BY: ANNA SPOERRE
Missouri Independent
The Missouri Attorney General’s Office renewed its attempts to access abortion patient records as the state tries to build a case in favor of strict abortion regulations
KANSAS CITY — Attorneys for Missouri’s only abortion provider presented a timeline Monday of two decades of restrictions on the procedure, laid out for a crowded courtroom across four easels.
On the opening day of what promises to be a 10-day trial over which regulations should remain in place under Missouri’s voter-approved abortion rights amendment, lawyers for Planned Parenthood argued the restrictions were “petty, demanding and increasingly aggressive,” and became increasingly so as more anti-abortion lawmakers were elected to the statehouse.
“The most consistent thing about abortion provisions in Missouri is that it’s been inconsistent,” Emily Wales, president and CEO of Planned Parenthood Great Plains, which operates clinics in Columbia and the Kansas City area, testified Monday.
As the trial kicked off in a Jackson County courtroom, the Missouri Attorney General’s Office renewed its plea for access to abortion patient records, including patient complaints and ER transfers. So far, a judge has denied the state’s attempt to access these records.
“We’ve had to fight tooth and nail to find smoking gun evidence,” Peter Donohue, an assistant attorney general, said Monday after appealing the court’s decision to allow Planned Parenthood to submit a summary chart of patient complications rather than records.
Vanessa Pai-Thompson, an attorney with Planned Parenthood Federation of America, called the state’s continued efforts “a last-ditch attempt to find a there there.”
Assistant Solicitor General Alexandria Overcash painted for the judge a picture of a hypothetical woman faced with an unintended pregnancy. Maybe she’s young and lacks a strong safety net. Maybe she can’t afford a baby, or is unsure if she is ready to be a mother.
Then Overcash detailed a world where the woman goes to an abortion provider and is shown an ultrasound. A state-mandated informed consent booklet is handed to her with other options and she is required to wait 72-hours before she can get an abortion.
This scenario, Overcash said, exists if the state’s current abortion regulations are upheld as part of a system designed to protect women in “emotionally fraught and medically-risky circumstances.”
But the first two witnesses in the case, called by Planned Parenthood, said dozens of unnecessary restrictions ensure access to abortion remains limited, if not impossible. As a result, only a few dozen in-clinic abortions were performed in recent years, as restrictions continued to pile up, compared to more than 20,000 a few decades earlier. Medication abortion remains inaccessible.
These restrictions came to a head in 2022, when the U.S. Supreme Court overturned the constitutional right to an abortion and Missouri’s trigger law banning nearly all abortions went into effect.

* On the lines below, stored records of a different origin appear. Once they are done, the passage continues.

use chrono::NaiveDate;
use derive_builder::Builder;
#[cfg(feature = "json-schema")]
use schemars::JsonSchema;
use serde::{Deserialize, Serialize};

use es_entity::*;

use crate::primitives::*;

#[derive(Debug, Clone, Copy, Default, PartialEq, Eq, Serialize, Deserialize)]
#[cfg_attr(feature = "json-schema", derive(JsonSchema))]
pub struct UtilityCharges {
    #[serde(default)]
    pub water: KesCents,
    #[serde(default)]
    pub electricity: KesCents,
    #[serde(default)]
    pub garbage: KesCents,
    #[serde(default)]
    pub security: KesCents,
}

impl UtilityCharges {
    pub const ZERO: Self = Self {
        water: KesCents::ZERO,
        electricity: KesCents::ZERO,
        garbage: KesCents::ZERO,
        security: KesCents::ZERO,
    };

    pub fn total(&self) -> KesCents {
        self.water + self.electricity + self.garbage + self.security
    }
}

/// Partial utility update: provided line items replace the stored ones,
/// omitted ones are kept.
#[derive(Debug, Clone, Copy, Default, Serialize, Deserialize)]
#[cfg_attr(feature = "json-schema", derive(JsonSchema))]
pub struct UtilityChargesUpdate {
    pub water: Option<KesCents>,
    pub electricity: Option<KesCents>,
    pub garbage: Option<KesCents>,
    pub security: Option<KesCents>,
}

impl UtilityChargesUpdate {
    pub fn merged_onto(&self, current: UtilityCharges) -> UtilityCharges {
        UtilityCharges {
            water: self.water.unwrap_or(current.water),
            electricity: self.electricity.unwrap_or(current.electricity),
            garbage: self.garbage.unwrap_or(current.garbage),
            security: self.security.unwrap_or(current.security),
        }
    }
}

/// What a month's record passes on to its successor: at most one of the two
/// sides is ever positive.
#[derive(Debug, Clone, Copy, Default, PartialEq, Eq)]
pub struct CarryForward {
    pub previous_balance: KesCents,
    pub credit_balance: KesCents,
}

#[derive(EsEvent, Debug, Clone, Serialize, Deserialize)]
#[serde(tag = "type", rename_all = "snake_case")]
#[es_event(id = "RentRecordId")]
pub enum RentRecordEvent {
    Initialized {
        id: RentRecordId,
        tenant_id: TenantId,
        month: BillingMonth,
        base_rent: KesCents,
        previous_balance: KesCents,
        credit_balance: KesCents,
        due_date: NaiveDate,
    },
    UtilityChargesUpdated {
        charges: UtilityCharges,
    },
    PaymentApplied {
        payment_id: PaymentId,
        amount: KesCents,
        reference: Option<String>,
        effective: NaiveDate,
    },
}

#[derive(EsEntity, Builder)]
#[builder(pattern = "owned", build_fn(error = "EsEntityError"))]
pub struct RentRecord {
    pub id: RentRecordId,
    pub tenant_id: TenantId,
    pub month: BillingMonth,
    pub base_rent: KesCents,
    pub charges: UtilityCharges,
    /// Arrears inherited from the prior month.
    pub previous_balance: KesCents,
    /// Overpayment inherited from the prior month.
    pub credit_balance: KesCents,
    pub amount_paid: KesCents,
    pub due_date: NaiveDate,

    events: EntityEvents<RentRecordEvent>,
}

impl RentRecord {
    /// Base rent plus utility line items, before arrears and credit.
    pub fn amount(&self) -> KesCents {
        self.base_rent + self.charges.total()
    }

    /// The amount actually due this month. Clamped at zero: credit can
    /// cover the month entirely but never turns the due amount negative.
    pub fn carried_forward_amount(&self) -> KesCents {
        (self.amount() + self.previous_balance).saturating_sub(self.credit_balance)
    }

    /// Credit left over once this month is fully covered by it.
    fn unconsumed_credit(&self) -> KesCents {
        self.credit_balance
            .saturating_sub(self.amount() + self.previous_balance)
    }

    pub fn status(&self) -> PaymentStatus {
        if self.amount_paid >= self.carried_forward_amount() {
            PaymentStatus::Paid
        } else if self.amount_paid > KesCents::ZERO {
            PaymentStatus::Partial
        } else {
            PaymentStatus::Pending
        }
    }

    pub fn status_as_of(&self, date: NaiveDate) -> PaymentStatus {
        let status = self.status();
        if status != PaymentStatus::Paid && date > self.due_date {
            PaymentStatus::Overdue
        } else {
            status
        }
    }

    /// Settle this month against what was paid and compute next month's
    /// inherited arrears or credit. Credit keeps compounding until
    /// exhausted: whatever this month could not consume rolls on together
    /// with any overpayment.
    pub fn carry_forward(&self) -> CarryForward {
        let carried = self.carried_forward_amount();
        CarryForward {
            previous_balance: carried.saturating_sub(self.amount_paid),
            credit_balance: self.amount_paid.saturating_sub(carried) + self.unconsumed_credit(),
        }
    }

    /// Persisted event count; doubles as the optimistic-concurrency version.
    pub fn version(&self) -> usize {
        self.events.iter_all().count()
    }

    pub fn events_snapshot(&self) -> Vec<RentRecordEvent> {
        self.events.iter_all().cloned().collect()
    }

    pub fn rehydrate(
        id: RentRecordId,
        events: Vec<RentRecordEvent>,
    ) -> Result<Self, EsEntityError> {
        Self::try_from_events(EntityEvents::init(id, events))
    }

    /// Cumulative payment application. Confirmations that arrive again with
    /// a reference already applied to this record are ignored.
    pub(crate) fn apply_payment(
        &mut self,
        payment_id: PaymentId,
        amount: KesCents,
        reference: Option<&str>,
        effective: NaiveDate,
    ) -> Idempotent<()> {
        if let Some(reference) = reference {
            idempotency_guard!(
                self.events.iter_all(),
                RentRecordEvent::PaymentApplied { reference: Some(applied), .. } if applied == reference
            );
        }
        self.amount_paid += amount;
        self.events.push(RentRecordEvent::PaymentApplied {
            payment_id,
            amount,
            reference: reference.map(String::from),
            effective,
        });
        Idempotent::Executed(())
    }

    pub(crate) fn update_charges(&mut self, charges: UtilityCharges) -> Idempotent<()> {
        if charges == self.charges {
            return Idempotent::Ignored;
        }
        self.charges = charges;
        self.events
            .push(RentRecordEvent::UtilityChargesUpdated { charges });
        Idempotent::Executed(())
    }
}

/// The due date falls on `due_day` of the billing month, or the next
/// month's occurrence when that day has already passed.
pub fn due_date_for(month: BillingMonth, today: NaiveDate, due_day: u32) -> NaiveDate {
    let due = month.day(due_day).expect("due day exists in every month");
    if today > due {
        month
            .next()
            .day(due_day)
            .expect("due day exists in every month")
    } else {
        due
    }
}

impl TryFromEvents<RentRecordEvent> for RentRecord {
    fn try_from_events(events: EntityEvents<RentRecordEvent>) -> Result<Self, EsEntityError> {
        let mut builder = RentRecordBuilder::default();
        let mut charges = UtilityCharges::ZERO;
        let mut amount_paid = KesCents::ZERO;

        for event in events.iter_all() {
            match event {
                RentRecordEvent::Initialized {
                    id,
                    tenant_id,
                    month,
                    base_rent,
                    previous_balance,
                    credit_balance,
                    due_date,
                } => {
                    builder = builder
                        .id(*id)
                        .tenant_id(*tenant_id)
                        .month(*month)
                        .base_rent(*base_rent)
                        .previous_balance(*previous_balance)
                        .credit_balance(*credit_balance)
                        .due_date(*due_date);
                }
                RentRecordEvent::UtilityChargesUpdated {
                    charges: new_charges,
                } => {
                    charges = *new_charges;
                }
                RentRecordEvent::PaymentApplied { amount, .. } => {
                    amount_paid += *amount;
                }
            }
        }

        builder
            .charges(charges)
            .amount_paid(amount_paid)
            .events(events)
            .build()
    }
}

#[derive(Debug, Builder)]
pub struct NewRentRecord {
    #[builder(setter(into))]
    pub(crate) id: RentRecordId,
    #[builder(setter(into))]
    pub(crate) tenant_id: TenantId,
    pub(crate) month: BillingMonth,
    pub(crate) base_rent: KesCents,
    #[builder(default)]
    pub(crate) previous_balance: KesCents,
    #[builder(default)]
    pub(crate) credit_balance: KesCents,
    pub(crate) due_date: NaiveDate,
}

impl NewRentRecord {
    pub fn builder() -> NewRentRecordBuilder {
        NewRentRecordBuilder::default()
    }
}

impl IntoEvents<RentRecordEvent> for NewRentRecord {
    fn into_events(self) -> EntityEvents<RentRecordEvent> {
        EntityEvents::init(
            self.id,
            [RentRecordEvent::Initialized {
                id: self.id,
                tenant_id: self.tenant_id,
                month: self.month,
                base_rent: self.base_rent,
                previous_balance: self.previous_balance,
                credit_balance: self.credit_balance,
                due_date: self.due_date,
            }],
        )
    }
}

Two years later, 52% of Missourians voted to add reproductive health care protections, including access to abortion up to the point of fetal viability, into the state constitution. The amendment prevents the state from denying, interfering with or otherwise restricting abortion.
Planned Parenthood and the ACLU of Missouri sued the state a day after the vote, asking that a few dozen abortion regulations, commonly referred to as “targeted regulation of abortion providers” or TRAP laws, be struck down as unconstitutional under the new amendment.
The regulations, which will be dissected in court over the next two weeks, include:
- The state’s near-total abortion ban, as well as gestational limits on abortion.
- The required distribution of Missouri’s informed consent booklet prior to an abortion.
- A 72-hour waiting period between an initial appointment and an abortion.
- A requirement that the same doctor who saw the patient at the initial appointment also provide the abortion.
- A ban on prescribing medication abortion to patients via telemedicine.
- A requirement that only doctors be able to provide abortions.
- Abortion facility licensing requirements, including building specifications.
- Mandatory pelvic exams prior to the administration of medication abortion.
- Admitting privileges and a written transfer agreement at a nearby hospital.
- Complication plan for medication abortion that must be approved by the state health department.
- Providers who prescribe medication abortion must carry tail insurance that is effective for 21 years after the abortion takes place.
- All pregnancy tissue removed during procedural abortions must be submitted to a pathologist for review.
If the courts decide to strike down these regulations, Missourians will be able to access abortion closer to home and earlier in pregnancy, Dr. Margaret Baum, chief medical officer with Planned Parenthood Great Rivers, based in eastern Missouri, Springfield and Illinois, testified Monday.
The regulations being challenged in the lawsuit caused frustration for patients and made it difficult to hire and retain staff, Wales testified, especially for providers under the threat of criminalization.
“I felt under a microscope. I felt targeted. This is nothing like what I’ve experienced in a nursing home or hospital,” Wales recalls clinic staff saying.
The trial will resume Tuesday morning, when several more Planned Parenthood employees are expected to testify.